In 2018, two years after the referendum, the proportion has fallen to around a quarter. It is particularly Dutch companies that have been affected, with the number of exhibitors over these three years down by almost 50%. Almost certainly, the most common reason for Dutch exhibitors to have ceased coming to Four Oaks will be their sense of insecurity about the stability of exchange rates, tariffs and border arrangements. Most of these non-returners will be concentrating their export efforts elsewhere.
Some British growers will naturally not be sorry about this, but the wide-ranging plant offer at Four Oaks does help to attract visitors who are buyers. Every British grower/exhibitor – they account for about 15% of the Show total – is keen to see buyers!

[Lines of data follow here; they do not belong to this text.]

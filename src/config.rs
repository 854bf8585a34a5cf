use serde::{Deserialize, Serialize};

/// Knobs for ingestion defaults and canonical output metadata.
#[derive(Debug, Clone, PartialEq, Eq, Serialize, Deserialize)]
#[serde(default)]
pub struct ConvertOptions {
    /// Schema version written as `MapFormat`.
    pub map_format: u32,
    pub author: String,
    pub description: String,
    /// Title used when `[Basic] Name` is absent.
    pub default_title: String,
    /// Theater used when `[Map] Theater` is absent.
    pub default_theater: String,
    pub theater_max_len: usize,
    /// Extension of the raw tile file that accompanies flat-layout maps.
    pub tile_file_extension: String,
    /// Maximum characters per numbered line when re-authoring packed sections.
    pub line_width: usize,
}

impl Default for ConvertOptions {
    fn default() -> Self {
        Self {
            map_format: 1,
            author: "Westwood Studios".to_string(),
            description: String::new(),
            default_title: "(null)".to_string(),
            default_theater: "TEMPERAT".to_string(),
            theater_max_len: 8,
            tile_file_extension: "bin".to_string(),
            line_width: 70,
        }
    }
}

impl ConvertOptions {
    pub fn from_json(json: &str) -> serde_json::Result<Self> {
        serde_json::from_str(json)
    }
}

The presence of British exhibitor Aerona Ltd at Four Oaks is certainly a sign of the times, appearing for the first time in 2016. The company’s business is freight forwarding and customs clearing. It has expertise in customs clearances of plants, seeds and flowers imported from countries round the world. Depending on Brexit terms, it could become busier still with horticultural products.
Among this year’s exhibitors the first-timers included foreign companies, just as in previous years. There were new countries represented, too: Ulinscy Nursery was the first Polish business to show at Four Oaks, and from Japan came the bonsai specialists Japan Hort Business.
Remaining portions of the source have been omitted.